Ton homosexualité frustrée et refoulée. Ton hétérosexualité contrariée. L’Autre. Le même. Qui est cloné ? Toi. Le même. L’Autre, il te fait peur autant qu’il te fascine, et tu l’imites. Mimétisme d’homosexuel refoulé, sans pudeur aucune lorqu’il s’agit d’exposer la bandaison de tes muscles devant tes camarades.
« Et avec ta meuf ? » Question posée par ton pote de droite en train de se sécher les couilles et le gland en te regardant droit dans les yeux avec un sourire équivoque. Pensée interdite qui se trahit dans ta gestuelle : « Ce que je préfèrerais c’est t’enculer ou que tu m’encules ». Ce qui ne t’empêchera pas d’aller casser avec tes mots ou avec tes poings de l’homosexuel qui s’assume, surtout si « ta » femme refuse obstinément que tu la forces par le cul. Elle accepte déjà difficilement que tu effractes son vagin. Cet avion de chasse aux formes éminemment phalliques (pour ta comprenette, phallique a ici un sens symbolique) sur lequel tu te contentes de fantasmer — puisque t’es trop con ou trop moche et que cette peut-être conne est trop vénale pour ta bourse (tes bourses ?) — aimerait pourtant bien être baisée de temps à autre comme il se doit, par une belle bite bien dure et durable suspendue à un corps dansant à même de faire décoller cette belle colombe que son corps sait être au septième ciel. T’entends la musique ? Pauvre con. Con. Le mot qui désigne ce trou que ta bite sans oeil s’interdit d’aimer réellement. Autrement dit chatte, abricot, vagin, moule, clito. Et d’autres. Eh non, il n’y a pas de mode d’emploi et tu termines avant qu’elle ait commencé. Avec tes potes brutasses, tu te vantes pourtant d’un tableau de chasse à faire rougir n’importe quelle péripatéticienne. Es-tu bien certain que la dernière en date a bien joui ? Hum… Plutôt crever que d’avouer tes innombrables fiascos alités, râteaux reçus en pleine tronche en réponse à ta maladresse monumentale. Observe le jardinier. Lui sait manier avec habileté le râteau… et la pelle. Il reçoit le râteau avec élégance et joue de la pelle de façon délicieuse. Ce en quoi « ta » femme ne s’est pas trompée. Pauvre con. Vraiment, j’insiste. Faut que t’entendes la musique de la tragédie pas drôle qui te fait détester les autres, qui te fait détester l’Autre. Hétéro = Autre. Homo = même.

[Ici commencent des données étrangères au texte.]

//! Research
//!
//! Takes one researcher slot in a settlement laboratory and turns time into
//! science points and science experience.

use crate::components::{AgentId, Colony, Person, SettlementId, SkillType};
use crate::config::SchedulerConfig;
use crate::systems::TickContext;
use crate::tasks::{StepOutcome, Task, TaskBehavior, TaskKind};

#[derive(Debug, Clone, Copy, PartialEq, Eq)]
enum ResearchPhase {
    EnteringLab,
    Researching,
}

#[derive(Debug)]
pub struct Research {
    settlement: SettlementId,
    laboratory: usize,
    phase: ResearchPhase,
    entered: bool,
}

pub fn weight(colony: &Colony, person: &Person, config: &SchedulerConfig) -> f64 {
    let Some(settlement) = person
        .is_inside_settlement()
        .and_then(|id| colony.settlements.get(id))
    else {
        return 0.0;
    };
    if settlement.free_laboratory().is_none() {
        return 0.0;
    }
    let level = person.skills.level(SkillType::Science) as f64;
    config.tasks.research_weight * (1.0 + level * 0.1) * person.performance()
}

pub fn create(colony: &Colony, person: &Person, config: &SchedulerConfig) -> Option<Task> {
    let settlement_id = person.is_inside_settlement()?;
    let settlement = colony.settlements.get(settlement_id)?;
    let laboratory = settlement.free_laboratory()?;
    Some(
        Task::new(
            TaskKind::Research,
            format!(
                "{} is researching in {}",
                person.name, settlement.laboratories[laboratory].name
            ),
            Research {
                settlement: settlement_id.clone(),
                laboratory,
                phase: ResearchPhase::EnteringLab,
                entered: false,
            },
        )
        .with_duration(config.tasks.research_duration),
    )
}

impl TaskBehavior for Research {
    fn phase(&self) -> String {
        match self.phase {
            ResearchPhase::EnteringLab => "Entering laboratory",
            ResearchPhase::Researching => "Researching",
        }
        .to_string()
    }

    fn perform(&mut self, agent: &AgentId, ctx: &mut TickContext<'_>, time: f64) -> StepOutcome {
        match self.phase {
            ResearchPhase::EnteringLab => {
                let Some(lab) = ctx
                    .colony
                    .settlements
                    .get_mut(&self.settlement)
                    .and_then(|s| s.laboratories.get_mut(self.laboratory))
                else {
                    return StepOutcome::Done(time);
                };
                if !lab.try_enter() {
                    tracing::debug!(agent = %agent, lab = %lab.name, "no researcher slot free");
                    return StepOutcome::Done(time);
                }
                self.entered = true;
                self.phase = ResearchPhase::Researching;
                StepOutcome::Continue(time)
            }
            ResearchPhase::Researching => {
                let level = ctx
                    .person(agent)
                    .map(|p| p.skills.level(SkillType::Science))
                    .unwrap_or(0);
                if let Some(lab) = ctx
                    .colony
                    .settlements
                    .get_mut(&self.settlement)
                    .and_then(|s| s.laboratories.get_mut(self.laboratory))
                {
                    lab.science_points += time * (1.0 + level as f64) / 100.0;
                }
                if let Some(person) = ctx.person_mut(agent) {
                    person.skills.add_experience(SkillType::Science, time / 10.0);
                }
                StepOutcome::Continue(0.0)
            }
        }
    }

    fn release(&mut self, _agent: &AgentId, ctx: &mut TickContext<'_>) {
        if !self.entered {
            return;
        }
        if let Some(lab) = ctx
            .colony
            .settlements
            .get_mut(&self.settlement)
            .and_then(|s| s.laboratories.get_mut(self.laboratory))
        {
            lab.leave();
        }
        self.entered = false;
    }
}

L’autre, c’est toujours hétéro. Même pd l’autre signifie hétéro. Les vrais homos, les vrais clones, les vrais mêmes, c’est toi et tes potes frustrés jusqu’à la psychonévrose de s’interdire de se la mettre. Pauvre con délaissé de toutes ces femmes mal baisées par ta teub sans oeil, ton coeur sans amour, ta tête totalisant les poings, les points, les coups, les coûts. Tu ne t’aimes pas beaucoup. Tu n’es pas bon coup. Normal quand on se paye de son désir en monnaie de singe, ça ne coûte pas grand-chose au coeur de défoncer des trous séchés par une teub aussi émotive que « ta » femme quand elle s’aperçoit que certains hommes ont encore un tant soit peu de tenue, de répondant et d’humour. Such a pain in the ass, t’emmerdes les femmes au point que, ça y est, elles se passent de tes services pour engendrer des fils que, s’ils étaient les tiens, tu ne saurais apprécier qu’en tant que projections idéales de ton moi déchu, des filles dont, puisque ce ne sont pas les tiennes — et encore, pas certain que ça t’en empêche quand elles le sont — tu t’efforceras de corrompre l’innocence dès que leur auront poussé trois poils au-dessus du con — poils que tu leur intimeras de raser et plus vite que ça. Crétin.